Noninvasive neuromodulation technologies that affect neuronal activity can modulate the pattern of neural activity and cause altered behavior, cognitive states, perception, and motor output without requiring an invasive procedure. For example, transcranial/transdermal electric stimulation (hereinafter “TES”) through scalp electrodes has been used to affect brain function in humans in the form of transcranial alternating current stimulation (hereinafter “tACS”), transcranial direct current stimulation (hereinafter “tDCS”), cranial electrotherapy stimulation (hereinafter “CES”), and transcranial random noise stimulation (hereinafter “tRNS”). Systems and methods for TES have been disclosed (see for example, Capel U.S. Pat. No. 4,646,744; Haimovich et al. U.S. Pat. No. 5,540,736; Besio et al. U.S. Pat. No. 8,190,248; Hagedorn and Thompson U.S. Pat. No. 8,239,030; Bikson et al. U.S. Patent Application Publication No. 2011/0144716; and Lebedev et al. U.S. Patent Application Publication No. 2009/0177243). tDCS systems with numerous electrodes and a high level of configurability have been disclosed (see for example Bikson et al. U.S. Patent Application Publication Nos. 2012/0209346, 2012/0265261, and 2012/0245653), as have portable TES systems for auto-stimulation (Brocke U.S. Pat. No. 8,554,324).
Typically, TES has been used therapeutically in various clinical applications, including treatment of pain, depression, epilepsy, and tinnitus. In at least some cases of TES therapeutic use, more data concerning the efficacy of TES in treatment is needed. Despite the research to date on TES neuromodulation, existing systems and methods for TES are lacking in at least some cases regarding the design and use of effective TES waveforms. Available systems are limited regarding the design and delivery of TES waveforms. Moreover, available systems do not permit the user to modulate a predetermined/preconfigured electrical stimulation protocol.
For example, U.S. Pat. No. 8,554,324 to Brocke discloses a mobile system for TES auto-stimulation by a user. Brocke further describes an embodiment wherein a wired or wireless remote control is used to control an electrical stimulation generator, as well as the use of smartphones, cellular telephones, or PDAs as a remote control. However, the systems and methods described by Brocke are lacking in at least some instances for defining, acquiring, and/or delivering effective TES waveforms to a user.
Indeed most TES systems are described with only rudimentary waveforms, and typically apply the same stimulation (or repeated versions of the same basic stimulation set), including simple ramps up and down. Such stimulation is not specific to a particular effect (e.g., cognitive effect such as calming or energizing a subject) and may not be universally effective. What is needed are detailed waveform patterns that are effective to modify a subject's cognitive state across a variety of subjects.
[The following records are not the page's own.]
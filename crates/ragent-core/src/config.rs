// Conversation loop settings
//
// AgentConfig carries no transport details; the server fills it from the
// environment and library users build it in code or from JSON, where
// timeouts are given in seconds.

use std::time::Duration;

use serde::{Deserialize, Serialize};

/// Guidance for the GenAI development assistant the server deploys by default
pub const DEFAULT_SYSTEM_PROMPT: &str = "あなたは生成AI開発に関する専門的なアシスタントです。
登録されたVector Search Indexを活用して、
ユーザーの質問に対して正確で有用な回答を提供してください。

以下のガイドラインに従ってください：
1. 利用可能なツールを効果的に活用してください
2. 検索された文書の内容に基づいて回答してください
3. 不確かな情報については推測を避けてください
4. 具体的で実用的なアドバイスを提供してください
5. 日本語で丁寧に回答してください

必要に応じて複数のツールを組み合わせて使用し、
ユーザーにとって最も有益な情報を提供してください。";

/// Default assistant message appended when the iteration bound is hit
pub const DEFAULT_TRUNCATION_NOTICE: &str =
    "I stopped before finishing because the tool-calling step limit was reached.";

/// Settings for one agent: prompt, endpoint, bounds and timeouts
#[derive(Debug, Clone, PartialEq, Serialize, Deserialize)]
pub struct AgentConfig {
    /// System prompt prepended to every model invocation (never stored)
    #[serde(default)]
    pub system_prompt: String,

    /// Model identifier (serving endpoint name, e.g. "databricks-claude-sonnet-4")
    pub model: String,

    /// Upper bound on model calls per request
    #[serde(default = "default_max_iterations")]
    pub max_iterations: usize,

    /// Sampling temperature passed through to the endpoint
    #[serde(default)]
    pub temperature: Option<f32>,

    /// Completion token cap per model call
    #[serde(default)]
    pub max_tokens: Option<u32>,

    /// Timeout for a single model invocation
    #[serde(default, with = "option_duration_secs")]
    pub model_timeout: Option<Duration>,

    /// Timeout for a single tool invocation
    #[serde(default, with = "option_duration_secs")]
    pub tool_timeout: Option<Duration>,

    /// Execute the tool calls of one assistant message concurrently
    #[serde(default)]
    pub parallel_tool_calls: bool,

    /// Assistant text emitted when the loop is cut short by `max_iterations`
    #[serde(default = "default_truncation_notice")]
    pub truncation_notice: String,
}

fn default_max_iterations() -> usize {
    10
}

fn default_truncation_notice() -> String {
    DEFAULT_TRUNCATION_NOTICE.to_string()
}

impl AgentConfig {
    pub fn new(system_prompt: impl Into<String>, model: impl Into<String>) -> Self {
        Self {
            system_prompt: system_prompt.into(),
            model: model.into(),
            ..Self::default()
        }
    }

    pub fn with_max_iterations(mut self, max_iterations: usize) -> Self {
        self.max_iterations = max_iterations;
        self
    }

    pub fn with_temperature(mut self, temperature: f32) -> Self {
        self.temperature = Some(temperature);
        self
    }

    pub fn with_max_tokens(mut self, max_tokens: u32) -> Self {
        self.max_tokens = Some(max_tokens);
        self
    }

    /// Set the per-call model timeout
    pub fn with_model_timeout(mut self, timeout: Duration) -> Self {
        self.model_timeout = Some(timeout);
        self
    }

    /// Set the per-call tool timeout
    pub fn with_tool_timeout(mut self, timeout: Duration) -> Self {
        self.tool_timeout = Some(timeout);
        self
    }

    /// Enable or disable concurrent tool execution
    pub fn with_parallel_tool_calls(mut self, parallel: bool) -> Self {
        self.parallel_tool_calls = parallel;
        self
    }

    /// Set the truncation notice
    pub fn with_truncation_notice(mut self, notice: impl Into<String>) -> Self {
        self.truncation_notice = notice.into();
        self
    }
}

impl Default for AgentConfig {
    fn default() -> Self {
        Self {
            system_prompt: String::new(),
            model: "databricks-claude-sonnet-4".to_string(),
            max_iterations: default_max_iterations(),
            temperature: None,
            max_tokens: None,
            model_timeout: None,
            tool_timeout: None,
            parallel_tool_calls: false,
            truncation_notice: default_truncation_notice(),
        }
    }
}

/// Fluent construction of an [`AgentConfig`], starting from the defaults
#[derive(Debug, Default)]
pub struct AgentConfigBuilder {
    config: AgentConfig,
}

impl AgentConfigBuilder {
    pub fn new() -> Self {
        Self::default()
    }

    pub fn system_prompt(mut self, prompt: impl Into<String>) -> Self {
        self.config.system_prompt = prompt.into();
        self
    }

    pub fn model(mut self, model: impl Into<String>) -> Self {
        self.config.model = model.into();
        self
    }

    pub fn max_iterations(self, max: usize) -> Self {
        self.map(|c| c.with_max_iterations(max))
    }

    pub fn temperature(self, temperature: f32) -> Self {
        self.map(|c| c.with_temperature(temperature))
    }

    pub fn max_tokens(self, tokens: u32) -> Self {
        self.map(|c| c.with_max_tokens(tokens))
    }

    pub fn model_timeout(self, timeout: Duration) -> Self {
        self.map(|c| c.with_model_timeout(timeout))
    }

    pub fn tool_timeout(self, timeout: Duration) -> Self {
        self.map(|c| c.with_tool_timeout(timeout))
    }

    pub fn parallel_tool_calls(self, parallel: bool) -> Self {
        self.map(|c| c.with_parallel_tool_calls(parallel))
    }

    pub fn truncation_notice(self, notice: impl Into<String>) -> Self {
        self.map(|c| c.with_truncation_notice(notice))
    }

    pub fn build(self) -> AgentConfig {
        self.config
    }

    fn map(self, f: impl FnOnce(AgentConfig) -> AgentConfig) -> Self {
        Self {
            config: f(self.config),
        }
    }
}

mod option_duration_secs {
    use std::time::Duration;

    use serde::{Deserialize, Deserializer, Serializer};

    pub fn serialize<S>(value: &Option<Duration>, serializer: S) -> Result<S::Ok, S::Error>
    where
        S: Serializer,
    {
        match value {
            Some(d) => serializer.serialize_some(&d.as_secs_f64()),
            None => serializer.serialize_none(),
        }
    }

    pub fn deserialize<'de, D>(deserializer: D) -> Result<Option<Duration>, D::Error>
    where
        D: Deserializer<'de>,
    {
        let secs: Option<f64> = Option::deserialize(deserializer)?;
        secs.map(|s| {
            Duration::try_from_secs_f64(s).map_err(|e| {
                serde::de::Error::custom(format!("invalid timeout of {s} seconds: {e}"))
            })
        })
        .transpose()
    }
}

#[cfg(test)]
mod tests {
    use super::*;

    #[test]
    fn test_defaults() {
        let config = AgentConfig::new("Be helpful", "my-endpoint");
        assert_eq!(config.system_prompt, "Be helpful");
        assert_eq!(config.model, "my-endpoint");
        assert_eq!(config.max_iterations, 10);
        assert!(!config.parallel_tool_calls);
        assert!(config.model_timeout.is_none());
        assert_eq!(config.truncation_notice, DEFAULT_TRUNCATION_NOTICE);
    }

    #[test]
    fn test_builder() {
        let config = AgentConfigBuilder::new()
            .system_prompt("sys")
            .model("m")
            .max_iterations(3)
            .tool_timeout(Duration::from_secs(5))
            .parallel_tool_calls(true)
            .build();

        assert_eq!(config.max_iterations, 3);
        assert_eq!(config.tool_timeout, Some(Duration::from_secs(5)));
        assert!(config.parallel_tool_calls);
    }

    #[test]
    fn test_deserialize_with_timeouts_in_seconds() {
        let config: AgentConfig = serde_json::from_str(
            r#"{"model": "m", "model_timeout": 30, "tool_timeout": 2.5}"#,
        )
        .unwrap();

        assert_eq!(config.model_timeout, Some(Duration::from_secs(30)));
        assert_eq!(config.tool_timeout, Some(Duration::from_millis(2500)));
        assert_eq!(config.max_iterations, 10);
        assert!(config.system_prompt.is_empty());
    }

    #[test]
    fn test_deserialize_rejects_negative_timeout() {
        let result: std::result::Result<AgentConfig, _> =
            serde_json::from_str(r#"{"model": "m", "model_timeout": -1}"#);
        assert!(result.is_err());
    }

    #[test]
    fn test_deserialize_rejects_out_of_range_timeout() {
        let result: std::result::Result<AgentConfig, _> =
            serde_json::from_str(r#"{"model": "m", "model_timeout": 1e30}"#);
        let err = result.unwrap_err().to_string();
        assert!(err.contains("invalid timeout"), "{err}");
    }
}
Thus, systems, devices, and methods for applying such complex waveforms by a wearable TES system would be advantageous. Described herein are methods and apparatuses (including devices and systems) for neurostimulation to apply waveforms, which may be referred to as ensemble waveforms, that include numerous sequential sub-components in which a subset of waveform parameters found by the inventors to be important for effective neuromodulation may be altered alone or in combinations at different portions of the delivered waveform to achieve high levels of efficacy and comfort in modulating a subject's (user's) cognitive state.
Also described herein are systems, devices, and methods for transmitting waveform parameters of an ensemble waveform to a neurostimulator controller that achieve robust, efficient, and reliable control of the neurostimulator with regard to transmitting various waveform parameters of an ensemble TES waveform.